NTTと消防庁、救急自動車の最適運用でビッグデータを活用


リアルタイムな救急需要予測等による救急車の搬送時間短縮を目指す

消防庁 消防大学校 消防研究センター(所在地:東京都調布市、所長:長尾 一郎、以下消防研究センター)は、日本電信電話株式会社(本社:東京都千代田区、代表取締役社長:澤田 純)、株式会社NTTデータ(本社:東京都江東区、代表取締役社長:本間 洋)と今年2月から約3年間、救急車の運用でビッグデータを用いたシステム研究を行っている。

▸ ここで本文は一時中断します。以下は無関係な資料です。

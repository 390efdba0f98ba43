// src/models/maintenance.rs
use chrono::{DateTime, Utc};
use serde::{Deserialize, Serialize};
use validator::{Validate, ValidationError};

use super::Estado;

#[derive(Debug, Clone, Serialize, Deserialize, sqlx::FromRow)]
#[serde(rename_all = "camelCase")]
pub struct Maintenance {
    pub id: String,
    pub equipo_id: String,
    pub tecnico_id: String,
    pub tipo_mantenimiento: String,
    pub fecha: DateTime<Utc>,
    pub fecha_proximo_manto: Option<DateTime<Utc>>,
    pub observaciones: String,
    pub estado: Estado,
    pub created_at: DateTime<Utc>,
    pub updated_at: DateTime<Utc>,
}

#[derive(Debug, Deserialize, Validate, Clone)]
#[serde(rename_all = "camelCase")]
#[validate(schema(function = "validate_create_dates"))]
pub struct CreateMaintenanceRequest {
    #[validate(length(min = 1, message = "Equipment ID is required"))]
    pub equipo_id: String,
    #[validate(length(min = 1, max = 100, message = "Maintenance type must be between 1 and 100 characters"))]
    pub tipo_mantenimiento: String,
    pub fecha: DateTime<Utc>,
    pub fecha_proximo_manto: Option<DateTime<Utc>>,
    #[validate(length(min = 1, max = 2000, message = "Observations must be between 1 and 2000 characters"))]
    pub observaciones: String,
}

#[derive(Debug, Deserialize, Validate, Clone, Default)]
#[serde(rename_all = "camelCase")]
pub struct UpdateMaintenanceRequest {
    #[validate(length(min = 1, max = 100, message = "Maintenance type must be between 1 and 100 characters"))]
    pub tipo_mantenimiento: Option<String>,
    pub fecha: Option<DateTime<Utc>>,
    pub fecha_proximo_manto: Option<DateTime<Utc>>,
    #[validate(length(min = 1, max = 2000, message = "Observations must be between 1 and 2000 characters"))]
    pub observaciones: Option<String>,
}

fn validate_create_dates(request: &CreateMaintenanceRequest) -> Result<(), ValidationError> {
    check_next_due(request.fecha, request.fecha_proximo_manto)
}

/// The next due date, when present, cannot precede the service date.
pub fn check_next_due(
    fecha: DateTime<Utc>,
    fecha_proximo_manto: Option<DateTime<Utc>>,
) -> Result<(), ValidationError> {
    match fecha_proximo_manto {
        Some(next) if next < fecha => {
            let mut err = ValidationError::new("next_due_before_date");
            err.message = Some("Next maintenance date cannot be before the maintenance date".into());
            Err(err)
        }
        _ => Ok(()),
    }
}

これは近年、救急車の現場到着時間・病院収容時間が延伸している。より具体的には、救急車による傷病者の搬送で1996年から2016年の20年間に現場到着所要時間注2は全国平均で6.0分から8.5分へ、病院収容所要時間注3は全国平均で24.4分から39.3分へ延伸しており、この数字は社会的な課題となってきている。

そこで時間短縮を目的に救急搬送情報や空間統計の情報などのビッグデータを活用。消防研究センターでは現場到着所要時間および病院収容所要時間の短縮を目的にビッグデータを活用した救急車の最適運用システムの研究開発を行ってきた。

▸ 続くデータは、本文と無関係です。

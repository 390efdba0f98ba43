// src/models/mod.rs

pub mod equipment;
pub mod maintenance;
pub mod user;

pub use equipment::*;
pub use maintenance::*;
pub use user::*;

use serde::{Deserialize, Serialize};
use strum::{AsRefStr, Display, EnumString};

// ==================== SHARED ENUMS ====================

/// Soft-delete lifecycle flag shared by every entity table.
#[derive(
    Debug, Clone, Copy, PartialEq, Eq, Serialize, Deserialize, EnumString, Display, AsRefStr, sqlx::Type,
)]
#[strum(serialize_all = "UPPERCASE", ascii_case_insensitive)]
#[serde(rename_all = "UPPERCASE")]
#[sqlx(rename_all = "UPPERCASE")]
pub enum Estado {
    Activo,
    Inactivo,
}

impl Default for Estado {
    fn default() -> Self {
        Estado::Activo
    }
}
// src/stats/observer.rs
//! Hooks fired while a report is served. The facade never logs on its own;
//! everything goes through the observers it was built with.

use std::time::Duration;

use super::reports::ReportKind;
use crate::error::ApiError;

pub trait ReportObserver: Send + Sync {
    fn optimized_served(&self, _report: ReportKind, _elapsed: Duration) {}

    fn fallback_engaged(&self, _report: ReportKind, _reason: &str) {}

    fn fallback_served(&self, _report: ReportKind, _elapsed: Duration) {}

    fn fallback_failed(&self, _report: ReportKind, _error: &ApiError) {}
}

/// Structured log lines for every outcome.
#[derive(Debug, Default, Clone, Copy)]
pub struct TracingObserver;

impl ReportObserver for TracingObserver {
    fn optimized_served(&self, report: ReportKind, elapsed: Duration) {
        tracing::debug!(
            report = %report,
            elapsed_ms = elapsed.as_millis() as u64,
            "Report served from precomputed view"
        );
    }

    fn fallback_engaged(&self, report: ReportKind, reason: &str) {
        tracing::warn!(
            report = %report,
            reason = %reason,
            "Precomputed view unavailable, recomputing from tables"
        );
    }

    fn fallback_served(&self, report: ReportKind, elapsed: Duration) {
        tracing::info!(
            report = %report,
            elapsed_ms = elapsed.as_millis() as u64,
            "Report served by fallback engine"
        );
    }

    fn fallback_failed(&self, report: ReportKind, error: &ApiError) {
        tracing::error!(
            report = %report,
            error = %error,
            "Fallback engine failed"
        );
    }
}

一方、NTTではリアルタイムに変化する気象情報、人や車の動態情報をビッグデータとして扱い、それらの分析・学習に基づいた予測技術とその予測結果の活用技術の研究開発を行ってきた。

これらを踏まえ参加企業各社は、消防研究センター並びに消防機関に於ける運用ノウハウ、NTTグループのビッグデータ分析・学習・価値化技術を持ち寄って救急車の最適運用システム開発を進めてきた。今後はこの蓄積データを踏まえ、実証実験を行う予定だ。

今後の共同研究では、ここまで蓄積してきた救急需要と気象条件など関連情報との関係性を分析し、これを踏まえたリアルタイムな救急需要予測を行い、救急隊の再配置等で救急車の運用最適化を図り、救急車の搬送時間の短縮を目指す。

なお同内容の詳細は、2018年11月29日・30日に開催のNTT R&Dフォーラム2018(秋)にて展示予定である。

これらの活動について「今後、各テーマでの予測精度をさらに高めるとともに、フィールド実証を想定した運用システムとしての構築を進めます。12月より(テーマ1:12月から、テーマ2・3:来年度以降)予定している実証実験にて本システムの適用をめざします」と結んでいる。